use sea_orm_migration::prelude::*;

#[derive(DeriveMigrationName)]
pub struct Migration;

#[derive(DeriveIden)]
enum Users {
    Table,
    Id,
    Username,
    Email,
    PasswordHash,
    CreatedAt,
    UpdatedAt,
}

#[derive(DeriveIden)]
enum Posts {
    Table,
    Id,
    UserId,
    Title,
    Slug,
    Content,
    Status,
    Tags,
    CreatedAt,
    UpdatedAt,
}

#[derive(DeriveIden)]
enum Comments {
    Table,
    Id,
    PostId,
    AuthorId,
    Content,
    CreatedAt,
}

/// Column widths match the limits `AccountService::register` validates.
fn users_table() -> TableCreateStatement {
    Table::create()
        .table(Users::Table)
        .if_not_exists()
        .col(ColumnDef::new(Users::Id).uuid().not_null().primary_key())
        .col(
            ColumnDef::new(Users::Username)
                .string_len(50)
                .not_null()
                .unique_key(),
        )
        .col(
            ColumnDef::new(Users::Email)
                .string_len(254)
                .not_null()
                .unique_key(),
        )
        .col(ColumnDef::new(Users::PasswordHash).string().not_null())
        .col(
            ColumnDef::new(Users::CreatedAt)
                .timestamp_with_time_zone()
                .not_null(),
        )
        .col(
            ColumnDef::new(Users::UpdatedAt)
                .timestamp_with_time_zone()
                .not_null(),
        )
        .to_owned()
}

/// Title and slug are unbounded like the content.
fn posts_table() -> TableCreateStatement {
    Table::create()
        .table(Posts::Table)
        .if_not_exists()
        .col(ColumnDef::new(Posts::Id).uuid().not_null().primary_key())
        .col(ColumnDef::new(Posts::UserId).uuid().not_null())
        .col(ColumnDef::new(Posts::Title).text().not_null())
        .col(ColumnDef::new(Posts::Slug).text().not_null())
        .col(ColumnDef::new(Posts::Content).text().not_null())
        .col(
            ColumnDef::new(Posts::Status)
                .string_len(16)
                .not_null()
                .default("published"),
        )
        .col(
            ColumnDef::new(Posts::Tags)
                .json_binary()
                .not_null()
                .default(Expr::cust("'[]'::jsonb")),
        )
        .col(
            ColumnDef::new(Posts::CreatedAt)
                .timestamp_with_time_zone()
                .not_null(),
        )
        .col(
            ColumnDef::new(Posts::UpdatedAt)
                .timestamp_with_time_zone()
                .not_null(),
        )
        .foreign_key(
            ForeignKey::create()
                .name("fk_posts_user")
                .from(Posts::Table, Posts::UserId)
                .to(Users::Table, Users::Id)
                .on_delete(ForeignKeyAction::Cascade)
                .on_update(ForeignKeyAction::Cascade),
        )
        .to_owned()
}

fn comments_table() -> TableCreateStatement {
    Table::create()
        .table(Comments::Table)
        .if_not_exists()
        .col(ColumnDef::new(Comments::Id).uuid().not_null().primary_key())
        .col(ColumnDef::new(Comments::PostId).uuid().not_null())
        .col(ColumnDef::new(Comments::AuthorId).uuid().not_null())
        .col(ColumnDef::new(Comments::Content).text().not_null())
        .col(
            ColumnDef::new(Comments::CreatedAt)
                .timestamp_with_time_zone()
                .not_null(),
        )
        .foreign_key(
            ForeignKey::create()
                .name("fk_comments_post")
                .from(Comments::Table, Comments::PostId)
                .to(Posts::Table, Posts::Id)
                .on_delete(ForeignKeyAction::Cascade)
                .on_update(ForeignKeyAction::Cascade),
        )
        .foreign_key(
            ForeignKey::create()
                .name("fk_comments_author")
                .from(Comments::Table, Comments::AuthorId)
                .to(Users::Table, Users::Id)
                .on_delete(ForeignKeyAction::Cascade)
                .on_update(ForeignKeyAction::Cascade),
        )
        .to_owned()
}

#[async_trait::async_trait]
impl MigrationTrait for Migration {
    async fn up(&self, manager: &SchemaManager) -> Result<(), DbErr> {
        manager.create_table(users_table()).await?;
        manager.create_table(posts_table()).await?;
        manager.create_table(comments_table()).await?;

        // Listing paths: newest first per owner, per status, per post.
        manager
            .create_index(
                Index::create()
                    .name("idx_posts_user_created")
                    .table(Posts::Table)
                    .col(Posts::UserId)
                    .col(Posts::CreatedAt)
                    .to_owned(),
            )
            .await?;

        manager
            .create_index(
                Index::create()
                    .name("idx_posts_status_created")
                    .table(Posts::Table)
                    .col(Posts::Status)
                    .col(Posts::CreatedAt)
                    .to_owned(),
            )
            .await?;

        manager
            .create_index(
                Index::create()
                    .name("idx_comments_post_created")
                    .table(Comments::Table)
                    .col(Comments::PostId)
                    .col(Comments::CreatedAt)
                    .to_owned(),
            )
            .await
    }

    async fn down(&self, manager: &SchemaManager) -> Result<(), DbErr> {
        manager
            .drop_table(Table::drop().table(Comments::Table).to_owned())
            .await?;
        manager
            .drop_table(Table::drop().table(Posts::Table).to_owned())
            .await?;
        manager
            .drop_table(Table::drop().table(Users::Table).to_owned())
            .await
    }
}
//! PostgreSQL repository implementations.

use async_trait::async_trait;
use sea_orm::{ColumnTrait, EntityTrait, QueryFilter, QueryOrder, TransactionTrait};
use uuid::Uuid;

use quill_core::domain::{Comment, Post, PostStatus, User};
use quill_core::error::RepoError;
use quill_core::ports::{CommentRepository, PostRepository, UserRepository};

use super::entity::comment::{self, Entity as CommentEntity};
use super::entity::post::{self, Entity as PostEntity};
use super::entity::user::{self, Entity as UserEntity};
use super::postgres_base::{PostgresBaseRepository, map_db_err};

/// PostgreSQL user repository.
pub type PostgresUserRepository = PostgresBaseRepository<UserEntity>;

/// PostgreSQL post repository.
pub type PostgresPostRepository = PostgresBaseRepository<PostEntity>;

/// PostgreSQL comment repository.
pub type PostgresCommentRepository = PostgresBaseRepository<CommentEntity>;

/// Mask an email for logging to avoid PII in logs.
pub(crate) fn mask_email(email: &str) -> String {
    match email.split_once('@') {
        Some((local, domain)) => {
            let masked_local = match local.chars().next() {
                Some(first) if local.chars().count() > 1 => format!("{first}***"),
                _ => "***".to_string(),
            };
            format!("{masked_local}@{domain}")
        }
        None => "***".to_string(),
    }
}

#[async_trait]
impl UserRepository for PostgresUserRepository {
    async fn find_by_email(&self, email: &str) -> Result<Option<User>, RepoError> {
        tracing::debug!(user_email = %mask_email(email), "Finding user by email");

        let result = UserEntity::find()
            .filter(user::Column::Email.eq(email))
            .one(&self.db)
            .await
            .map_err(map_db_err)?;

        Ok(result.map(Into::into))
    }

    async fn find_by_username(&self, username: &str) -> Result<Option<User>, RepoError> {
        let result = UserEntity::find()
            .filter(user::Column::Username.eq(username))
            .one(&self.db)
            .await
            .map_err(map_db_err)?;

        Ok(result.map(Into::into))
    }

    async fn find_by_ids(&self, ids: &[Uuid]) -> Result<Vec<User>, RepoError> {
        if ids.is_empty() {
            return Ok(Vec::new());
        }

        let result = UserEntity::find()
            .filter(user::Column::Id.is_in(ids.iter().copied()))
            .all(&self.db)
            .await
            .map_err(map_db_err)?;

        Ok(result.into_iter().map(Into::into).collect())
    }
}

#[async_trait]
impl PostRepository for PostgresPostRepository {
    async fn find_published(&self) -> Result<Vec<Post>, RepoError> {
        let result = PostEntity::find()
            .filter(post::Column::Status.eq(PostStatus::Published.as_str()))
            .order_by_desc(post::Column::CreatedAt)
            .order_by_desc(post::Column::Id)
            .all(&self.db)
            .await
            .map_err(map_db_err)?;

        Ok(result.into_iter().map(Into::into).collect())
    }

    async fn find_by_user_id(&self, user_id: Uuid) -> Result<Vec<Post>, RepoError> {
        let result = PostEntity::find()
            .filter(post::Column::UserId.eq(user_id))
            .order_by_desc(post::Column::CreatedAt)
            .order_by_desc(post::Column::Id)
            .all(&self.db)
            .await
            .map_err(map_db_err)?;

        Ok(result.into_iter().map(Into::into).collect())
    }

    async fn delete_with_comments(&self, id: Uuid) -> Result<u64, RepoError> {
        let txn = self.db.begin().await.map_err(map_db_err)?;

        let removed = CommentEntity::delete_many()
            .filter(comment::Column::PostId.eq(id))
            .exec(&txn)
            .await
            .map_err(map_db_err)?
            .rows_affected;

        let result = PostEntity::delete_by_id(id)
            .exec(&txn)
            .await
            .map_err(map_db_err)?;

        if result.rows_affected == 0 {
            txn.rollback().await.map_err(map_db_err)?;
            return Err(RepoError::NotFound);
        }

        txn.commit().await.map_err(map_db_err)?;
        tracing::debug!(post_id = %id, comments_removed = removed, "Post deleted with comments");

        Ok(removed)
    }
}

#[async_trait]
impl CommentRepository for PostgresCommentRepository {
    async fn find_by_post_id(&self, post_id: Uuid) -> Result<Vec<Comment>, RepoError> {
        let result = CommentEntity::find()
            .filter(comment::Column::PostId.eq(post_id))
            .order_by_desc(comment::Column::CreatedAt)
            .order_by_desc(comment::Column::Id)
            .all(&self.db)
            .await
            .map_err(map_db_err)?;

        Ok(result.into_iter().map(Into::into).collect())
    }
}

#[cfg(test)]
mod tests {
    use super::mask_email;

    #[test]
    fn test_mask_email() {
        assert_eq!(mask_email("alice@example.com"), "a***@example.com");
        assert_eq!(mask_email("a@example.com"), "***@example.com");
        assert_eq!(mask_email("not-an-email"), "***");
    }
}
* * * * * * * * *
**Problem requirements:**
All lines with the word "PostgreSQL" are needed; pull them from the entries and copy each.

**Result of this exercise:**
//! PostgreSQL repository implementations.
/// PostgreSQL user repository.
/// PostgreSQL post repository.
/// PostgreSQL comment repository.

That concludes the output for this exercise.